INSTRUCTIONS FOR THE TASK:
Would you please give all the lines below again, exactly as they stand?

RECORDED DATA:
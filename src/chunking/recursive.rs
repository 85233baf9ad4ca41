//! Recursive character splitting with overlap.
//!
//! Text is split on the first separator it contains; pieces that are still
//! too long are split again with the next separators. Adjacent pieces are
//! then merged greedily up to the chunk size, carrying at most
//! `chunk_overlap` characters from the end of one chunk into the next.

use super::{Chunk, ChunkingConfig};
use crate::error::{CompanionError, Result};
use std::collections::VecDeque;
use std::ops::Range;
use tracing::debug;

/// Separators ordered from most to least preferred.
pub const DEFAULT_SEPARATORS: &[&str] = &[
    "\n\n", // Paragraph break
    "\n",   // Line break
    ". ",   // End of sentence
    " ",    // Whitespace
    "",     // Character by character
];

/// Splits transcript text into overlapping chunks.
#[derive(Debug, Clone)]
pub struct RecursiveChunker {
    config: ChunkingConfig,
    separators: Vec<String>,
}

impl RecursiveChunker {
    /// Create a chunker with the default separators.
    pub fn new(config: ChunkingConfig) -> Result<Self> {
        Self::with_separators(
            config,
            DEFAULT_SEPARATORS.iter().map(|s| s.to_string()).collect(),
        )
    }

    /// Create a chunker with custom separators.
    ///
    /// A trailing empty separator is appended when missing so that every
    /// piece can always be brought under the chunk size.
    pub fn with_separators(config: ChunkingConfig, mut separators: Vec<String>) -> Result<Self> {
        if config.chunk_size == 0 {
            return Err(CompanionError::Chunking(
                "Chunk size must be greater than zero".to_string(),
            ));
        }
        if config.chunk_overlap >= config.chunk_size {
            return Err(CompanionError::Chunking(format!(
                "Chunk overlap ({}) must be smaller than chunk size ({})",
                config.chunk_overlap, config.chunk_size
            )));
        }

        if separators.last().map_or(true, |s| !s.is_empty()) {
            separators.push(String::new());
        }

        Ok(Self { config, separators })
    }

    /// Split text into chunks. Empty or whitespace-only text yields no chunks.
    pub fn chunk(&self, text: &str) -> Vec<Chunk> {
        if text.trim().is_empty() {
            return Vec::new();
        }

        let mut ranges = Vec::new();
        if char_len(text) <= self.config.chunk_size {
            ranges.push(0..text.len());
        } else {
            let separators: Vec<&str> = self.separators.iter().map(String::as_str).collect();
            self.split_range(text, 0..text.len(), &separators, &mut ranges);
        }

        let chunks: Vec<Chunk> = ranges
            .into_iter()
            .filter_map(|range| trim_range(text, range))
            .enumerate()
            .map(|(order, range)| Chunk::new(text[range.clone()].to_string(), range.start, order))
            .collect();

        debug!(
            chunks = chunks.len(),
            chunk_size = self.config.chunk_size,
            chunk_overlap = self.config.chunk_overlap,
            "Split transcript"
        );

        chunks
    }

    fn split_range(
        &self,
        text: &str,
        range: Range<usize>,
        separators: &[&str],
        out: &mut Vec<Range<usize>>,
    ) {
        let slice = &text[range.clone()];
        let (separator, remaining) = pick_separator(slice, separators);

        let mut pending: Vec<(Range<usize>, usize)> = Vec::new();

        for piece in split_keeping_separator(slice, separator) {
            let piece = (range.start + piece.start)..(range.start + piece.end);
            let len = char_len(&text[piece.clone()]);

            if len <= self.config.chunk_size {
                pending.push((piece, len));
                continue;
            }

            self.merge_pieces(&pending, out);
            pending.clear();

            if remaining.is_empty() {
                out.push(piece);
            } else {
                self.split_range(text, piece, remaining, out);
            }
        }

        self.merge_pieces(&pending, out);
    }

    /// Greedily merge contiguous pieces into chunk ranges.
    fn merge_pieces(&self, pieces: &[(Range<usize>, usize)], out: &mut Vec<Range<usize>>) {
        let mut window: VecDeque<(Range<usize>, usize)> = VecDeque::new();
        let mut window_len = 0;

        for (piece, len) in pieces {
            if window_len + len > self.config.chunk_size && !window.is_empty() {
                out.push(window_span(&window));

                // Keep only the tail that fits in the overlap budget
                while window_len > self.config.chunk_overlap
                    || (window_len + len > self.config.chunk_size && window_len > 0)
                {
                    match window.pop_front() {
                        Some((_, dropped)) => window_len -= dropped,
                        None => break,
                    }
                }
            }

            window.push_back((piece.clone(), *len));
            window_len += len;
        }

        if !window.is_empty() {
            out.push(window_span(&window));
        }
    }
}

fn char_len(text: &str) -> usize {
    text.chars().count()
}

/// Choose the first separator present in the text, returning it with the
/// separators left for further splitting.
fn pick_separator<'a, 'b>(text: &str, separators: &'b [&'a str]) -> (&'a str, &'b [&'a str]) {
    for (i, separator) in separators.iter().enumerate() {
        if separator.is_empty() {
            return ("", &[]);
        }
        if text.contains(separator) {
            return (separator, &separators[i + 1..]);
        }
    }
    ("", &[])
}

/// Split into contiguous ranges, each separator staying on the piece before it.
fn split_keeping_separator(text: &str, separator: &str) -> Vec<Range<usize>> {
    if separator.is_empty() {
        return text
            .char_indices()
            .map(|(i, c)| i..i + c.len_utf8())
            .collect();
    }

    let mut pieces = Vec::new();
    let mut start = 0;
    for (idx, matched) in text.match_indices(separator) {
        let end = idx + matched.len();
        pieces.push(start..end);
        start = end;
    }
    if start < text.len() {
        pieces.push(start..text.len());
    }
    pieces
}

fn window_span(window: &VecDeque<(Range<usize>, usize)>) -> Range<usize> {
    match (window.front(), window.back()) {
        (Some((first, _)), Some((last, _))) => first.start..last.end,
        _ => 0..0,
    }
}

fn trim_range(text: &str, range: Range<usize>) -> Option<Range<usize>> {
    let slice = &text[range.clone()];
    let without_leading = slice.trim_start();
    let start = range.start + (slice.len() - without_leading.len());
    let trimmed = without_leading.trim_end();

    if trimmed.is_empty() {
        None
    } else {
        Some(start..start + trimmed.len())
    }
}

FINISHED EXERCISE:
filename src/chunking/recursive.rs
repository 85233baf9ad4ca41
//! Recursive character splitting with overlap.
//!
//! Text is split on the first separator it contains; pieces that are still
//! too long are split again with the next separators. Adjacent pieces are
//! then merged greedily up to the chunk size, carrying at most
//! `chunk_overlap` characters from the end of one chunk into the next.

use super::{Chunk, ChunkingConfig};
use crate::error::{CompanionError, Result};
use std::collections::VecDeque;
use std::ops::Range;
use tracing::debug;

/// Separators ordered from most to least preferred.
pub const DEFAULT_SEPARATORS: &[&str] = &[
    "\n\n", // Paragraph break
    "\n",   // Line break
    ". ",   // End of sentence
    " ",    // Whitespace
    "",     // Character by character
];

/// Splits transcript text into overlapping chunks.
#[derive(Debug, Clone)]
pub struct RecursiveChunker {
    config: ChunkingConfig,
    separators: Vec<String>,
}

impl RecursiveChunker {
    /// Create a chunker with the default separators.
    pub fn new(config: ChunkingConfig) -> Result<Self> {
        Self::with_separators(
            config,
            DEFAULT_SEPARATORS.iter().map(|s| s.to_string()).collect(),
        )
    }

    /// Create a chunker with custom separators.
    ///
    /// A trailing empty separator is appended when missing so that every
    /// piece can always be brought under the chunk size.
    pub fn with_separators(config: ChunkingConfig, mut separators: Vec<String>) -> Result<Self> {
        if config.chunk_size == 0 {
            return Err(CompanionError::Chunking(
                "Chunk size must be greater than zero".to_string(),
            ));
        }
        if config.chunk_overlap >= config.chunk_size {
            return Err(CompanionError::Chunking(format!(
                "Chunk overlap ({}) must be smaller than chunk size ({})",
                config.chunk_overlap, config.chunk_size
            )));
        }

        if separators.last().map_or(true, |s| !s.is_empty()) {
            separators.push(String::new());
        }

        Ok(Self { config, separators })
    }

    /// Split text into chunks. Empty or whitespace-only text yields no chunks.
    pub fn chunk(&self, text: &str) -> Vec<Chunk> {
        if text.trim().is_empty() {
            return Vec::new();
        }

        let mut ranges = Vec::new();
        if char_len(text) <= self.config.chunk_size {
            ranges.push(0..text.len());
        } else {
            let separators: Vec<&str> = self.separators.iter().map(String::as_str).collect();
            self.split_range(text, 0..text.len(), &separators, &mut ranges);
        }

        let chunks: Vec<Chunk> = ranges
            .into_iter()
            .filter_map(|range| trim_range(text, range))
            .enumerate()
            .map(|(order, range)| Chunk::new(text[range.clone()].to_string(), range.start, order))
            .collect();

        debug!(
            chunks = chunks.len(),
            chunk_size = self.config.chunk_size,
            chunk_overlap = self.config.chunk_overlap,
            "Split transcript"
        );

        chunks
    }

    fn split_range(
        &self,
        text: &str,
        range: Range<usize>,
        separators: &[&str],
        out: &mut Vec<Range<usize>>,
    ) {
        let slice = &text[range.clone()];
        let (separator, remaining) = pick_separator(slice, separators);

        let mut pending: Vec<(Range<usize>, usize)> = Vec::new();

        for piece in split_keeping_separator(slice, separator) {
            let piece = (range.start + piece.start)..(range.start + piece.end);
            let len = char_len(&text[piece.clone()]);

            if len <= self.config.chunk_size {
                pending.push((piece, len));
                continue;
            }

            self.merge_pieces(&pending, out);
            pending.clear();

            if remaining.is_empty() {
                out.push(piece);
            } else {
                self.split_range(text, piece, remaining, out);
            }
        }

        self.merge_pieces(&pending, out);
    }

    /// Greedily merge contiguous pieces into chunk ranges.
    fn merge_pieces(&self, pieces: &[(Range<usize>, usize)], out: &mut Vec<Range<usize>>) {
        let mut window: VecDeque<(Range<usize>, usize)> = VecDeque::new();
        let mut window_len = 0;

        for (piece, len) in pieces {
            if window_len + len > self.config.chunk_size && !window.is_empty() {
                out.push(window_span(&window));

                // Keep only the tail that fits in the overlap budget
                while window_len > self.config.chunk_overlap
                    || (window_len + len > self.config.chunk_size && window_len > 0)
                {
                    match window.pop_front() {
                        Some((_, dropped)) => window_len -= dropped,
                        None => break,
                    }
                }
            }

            window.push_back((piece.clone(), *len));
            window_len += len;
        }

        if !window.is_empty() {
            out.push(window_span(&window));
        }
    }
}

fn char_len(text: &str) -> usize {
    text.chars().count()
}

/// Choose the first separator present in the text, returning it with the
/// separators left for further splitting.
fn pick_separator<'a, 'b>(text: &str, separators: &'b [&'a str]) -> (&'a str, &'b [&'a str]) {
    for (i, separator) in separators.iter().enumerate() {
        if separator.is_empty() {
            return ("", &[]);
        }
        if text.contains(separator) {
            return (separator, &separators[i + 1..]);
        }
    }
    ("", &[])
}

/// Split into contiguous ranges, each separator staying on the piece before it.
fn split_keeping_separator(text: &str, separator: &str) -> Vec<Range<usize>> {
    if separator.is_empty() {
        return text
            .char_indices()
            .map(|(i, c)| i..i + c.len_utf8())
            .collect();
    }

    let mut pieces = Vec::new();
    let mut start = 0;
    for (idx, matched) in text.match_indices(separator) {
        let end = idx + matched.len();
        pieces.push(start..end);
        start = end;
    }
    if start < text.len() {
        pieces.push(start..text.len());
    }
    pieces
}

fn window_span(window: &VecDeque<(Range<usize>, usize)>) -> Range<usize> {
    match (window.front(), window.back()) {
        (Some((first, _)), Some((last, _))) => first.start..last.end,
        _ => 0..0,
    }
}

fn trim_range(text: &str, range: Range<usize>) -> Option<Range<usize>> {
    let slice = &text[range.clone()];
    let without_leading = slice.trim_start();
    let start = range.start + (slice.len() - without_leading.len());
    let trimmed = without_leading.trim_end();

    if trimmed.is_empty() {
        None
    } else {
        Some(start..start + trimmed.len())
    }
}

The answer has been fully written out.